## WORK ORDER
The records appear below. Set down exactly each line from the one that contains "let query = location.trim().replace('" through the last, both included.

## TASK INPUTS
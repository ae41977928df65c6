//! Timed tick producer.
//!
//! The clock runs on its own thread and hands one payload-less
//! [`ClockSignal::Tick`] per replayed event to the consumer over a rendezvous
//! channel. The consumer owns the position counter; the clock only paces.

use std::num::NonZeroU32;
use std::sync::mpsc::{self, Receiver, RecvTimeoutError, SyncSender, TryRecvError};
use std::thread::{self, JoinHandle};
use std::time::Duration;
use thiserror::Error;
use tracing::debug;

/// Ticks per second.
#[derive(Debug, Clone, Copy, PartialEq, Eq, Hash)]
pub struct PlaybackRate(NonZeroU32);

/// Error returned for a zero playback rate.
#[derive(Debug, Clone, Copy, PartialEq, Eq, Error)]
#[error("playback rate must be at least 1 tick per second")]
pub struct InvalidPlaybackRate;

impl PlaybackRate {
    /// Rate used when none is configured.
    pub const DEFAULT: Self = match NonZeroU32::new(20) {
        Some(rate) => Self(rate),
        None => unreachable!(),
    };

    /// Smart constructor: rejects zero.
    pub fn new(ticks_per_second: u32) -> Result<Self, InvalidPlaybackRate> {
        NonZeroU32::new(ticks_per_second)
            .map(Self)
            .ok_or(InvalidPlaybackRate)
    }

    /// Ticks per second.
    pub fn get(self) -> u32 {
        self.0.get()
    }

    /// Sleep between ticks: whole milliseconds, at least one.
    pub fn interval(self) -> Duration {
        Duration::from_millis(u64::from((1000 / self.0.get()).max(1)))
    }
}

impl Default for PlaybackRate {
    fn default() -> Self {
        Self::DEFAULT
    }
}

/// Signal sent from the clock to the consumer.
#[derive(Debug, Clone, Copy, PartialEq, Eq)]
pub enum ClockSignal {
    /// One simulated event occurred.
    Tick,
    /// Every tick has been sent; the clock has stopped.
    Complete,
}

/// Finite tick producer.
#[derive(Debug, Clone, Copy)]
pub struct ReplayClock {
    total_ticks: usize,
    rate: PlaybackRate,
}

impl ReplayClock {
    /// Clock that will emit `total_ticks` ticks at `rate`.
    pub fn new(total_ticks: usize, rate: PlaybackRate) -> Self {
        Self { total_ticks, rate }
    }

    /// Number of ticks this clock emits.
    pub fn total_ticks(&self) -> usize {
        self.total_ticks
    }

    /// Start the clock on a background thread.
    ///
    /// The channel has zero capacity: each `send` waits until the consumer
    /// takes the tick, so at most one tick is ever in flight.
    ///
    /// # Errors
    ///
    /// Returns the I/O error if the OS refuses to spawn the thread.
    pub fn spawn(self) -> std::io::Result<ClockHandle> {
        let (tx, rx) = mpsc::sync_channel(0);
        let thread = thread::Builder::new()
            .name("replay-clock".to_string())
            .spawn(move || self.run_with(&tx, thread::sleep))?;
        Ok(ClockHandle {
            rx,
            _thread: thread,
        })
    }

    /// Producer loop: sleep, then tick, `total_ticks` times; then complete.
    ///
    /// Returns the number of ticks delivered. Stops early, without sending
    /// `Complete`, once the receiver is gone.
    pub fn run_with(
        self,
        tx: &SyncSender<ClockSignal>,
        mut sleep: impl FnMut(Duration),
    ) -> usize {
        let interval = self.rate.interval();
        for delivered in 0..self.total_ticks {
            sleep(interval);
            if tx.send(ClockSignal::Tick).is_err() {
                debug!(delivered, "Clock receiver dropped; stopping");
                return delivered;
            }
        }
        // A receiver dropped after the last tick is fine.
        let _ = tx.send(ClockSignal::Complete);
        debug!(ticks = self.total_ticks, "Clock finished");
        self.total_ticks
    }
}

/// Consumer side of a running clock.
///
/// Dropping the handle cancels the clock: its next send fails and the
/// thread exits. The thread is not joined; it is at most one interval away
/// from noticing.
#[derive(Debug)]
pub struct ClockHandle {
    rx: Receiver<ClockSignal>,
    _thread: JoinHandle<usize>,
}

impl ClockHandle {
    /// Take a signal if the clock is waiting to hand one over.
    ///
    /// Returns `None` when nothing is ready. A clock that has gone away is
    /// reported as `Complete`.
    pub fn try_recv(&self) -> Option<ClockSignal> {
        match self.rx.try_recv() {
            Ok(signal) => Some(signal),
            Err(TryRecvError::Empty) => None,
            Err(TryRecvError::Disconnected) => Some(ClockSignal::Complete),
        }
    }

    /// Wait up to `timeout` for the next signal.
    pub fn recv_timeout(&self, timeout: Duration) -> Option<ClockSignal> {
        match self.rx.recv_timeout(timeout) {
            Ok(signal) => Some(signal),
            Err(RecvTimeoutError::Timeout) => None,
            Err(RecvTimeoutError::Disconnected) => Some(ClockSignal::Complete),
        }
    }
}
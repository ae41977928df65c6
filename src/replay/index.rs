//! Key → occurrence positions index.

use crate::model::{ReviewEvent, ReviewKey, Trend};
use std::collections::{HashMap, VecDeque};

/// Remaining occurrence positions of every key, earliest first.
///
/// Built once from the full event sequence. Gaps are consumed from the front
/// as the replay reaches each repeat sighting; the queues never regrow.
#[derive(Debug, Clone, Default)]
pub struct ReviewIndex {
    positions: HashMap<ReviewKey, VecDeque<usize>>,
}

impl ReviewIndex {
    /// Build the index in one pass over the events, in load order.
    pub fn build(events: &[ReviewEvent]) -> Self {
        let mut positions: HashMap<ReviewKey, VecDeque<usize>> = HashMap::new();
        for event in events {
            positions
                .entry(event.key.clone())
                .or_default()
                .push_back(event.position);
        }
        Self { positions }
    }

    /// Gap between the two earliest remaining positions of `key`.
    ///
    /// Pops the earliest position when a gap is returned. With fewer than two
    /// positions left (or an unknown key) returns [`Trend::Unknown`] and
    /// leaves the queue untouched, so the last position is never consumed.
    pub fn consume_next(&mut self, key: &ReviewKey) -> Trend {
        let Some(queue) = self.positions.get_mut(key) else {
            return Trend::Unknown;
        };
        match (queue.front().copied(), queue.get(1).copied()) {
            (Some(first), Some(second)) => {
                queue.pop_front();
                Trend::Delta(second - first)
            }
            _ => Trend::Unknown,
        }
    }

    /// Positions not yet consumed for `key`.
    pub fn positions(&self, key: &ReviewKey) -> Option<&VecDeque<usize>> {
        self.positions.get(key)
    }

    /// Number of positions not yet consumed for `key`.
    pub fn remaining(&self, key: &ReviewKey) -> usize {
        self.positions.get(key).map_or(0, VecDeque::len)
    }

    /// Number of distinct keys.
    pub fn key_count(&self) -> usize {
        self.positions.len()
    }

    /// True when built from an empty sequence.
    pub fn is_empty(&self) -> bool {
        self.positions.is_empty()
    }
}
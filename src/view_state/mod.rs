//! View state (pure core).
//!
//! Per-item trend and intensity, in first-seen order, updated one tick at a
//! time. The renderer reads snapshots of this state; it never mutates it.

pub mod engine;
pub mod entry;

pub use engine::{TickOutcome, ViewStateEngine};
pub use entry::ViewEntry;

use serde::Deserialize;

/// Order in which items are rendered.
#[derive(Debug, Clone, Copy, PartialEq, Eq, Hash, Default, Deserialize, clap::ValueEnum)]
#[serde(rename_all = "kebab-case")]
pub enum RenderOrder {
    /// Oldest item first; new items are appended at the bottom.
    #[default]
    FirstSeen,
    /// Exact reverse of first-seen; new items appear at the top.
    NewestFirst,
}

impl RenderOrder {
    /// Label shown in the status bar.
    pub fn label(self) -> &'static str {
        match self {
            RenderOrder::FirstSeen => "first-seen",
            RenderOrder::NewestFirst => "newest-first",
        }
    }
}
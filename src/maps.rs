pub const MAPS_SEARCH_BASE: &str = "https://www.google.com/maps/search/";

/// Map search link for a location, qualified by city.
pub fn map_search_url(location: &str, city: &str) -> String {
    let query = location.trim().replace(' ', "+");
    if city.is_empty() {
        format!("{}{}", MAPS_SEARCH_BASE, query)
    } else {
        format!("{}{}+{}", MAPS_SEARCH_BASE, query, city.replace(' ', "+"))
    }
}

#[cfg(test)]
mod tests {
    use super::*;

    #[test]
    fn test_map_search_url() {
        assert_eq!(
            map_search_url("Baner Road", "Pune"),
            "https://www.google.com/maps/search/Baner+Road+Pune"
        );
        assert_eq!(map_search_url("Aundh", "Pune"), "https://www.google.com/maps/search/Aundh+Pune");
    }

    #[test]
    fn test_map_search_url_without_city() {
        assert_eq!(map_search_url("Aundh", ""), "https://www.google.com/maps/search/Aundh");
    }
}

## RESULT OF THIS TASK
    let query = location.trim().replace(' ', "+");
    if city.is_empty() {
        format!("{}{}", MAPS_SEARCH_BASE, query)
    } else {
        format!("{}{}+{}", MAPS_SEARCH_BASE, query, city.replace(' ', "+"))
    }
}

#[cfg(test)]
mod tests {
    use super::*;

    #[test]
    fn test_map_search_url() {
        assert_eq!(
            map_search_url("Baner Road", "Pune"),
            "https://www.google.com/maps/search/Baner+Road+Pune"
        );
        assert_eq!(map_search_url("Aundh", "Pune"), "https://www.google.com/maps/search/Aundh+Pune");
    }

    #[test]
    fn test_map_search_url_without_city() {
        assert_eq!(map_search_url("Aundh", ""), "https://www.google.com/maps/search/Aundh");
    }
}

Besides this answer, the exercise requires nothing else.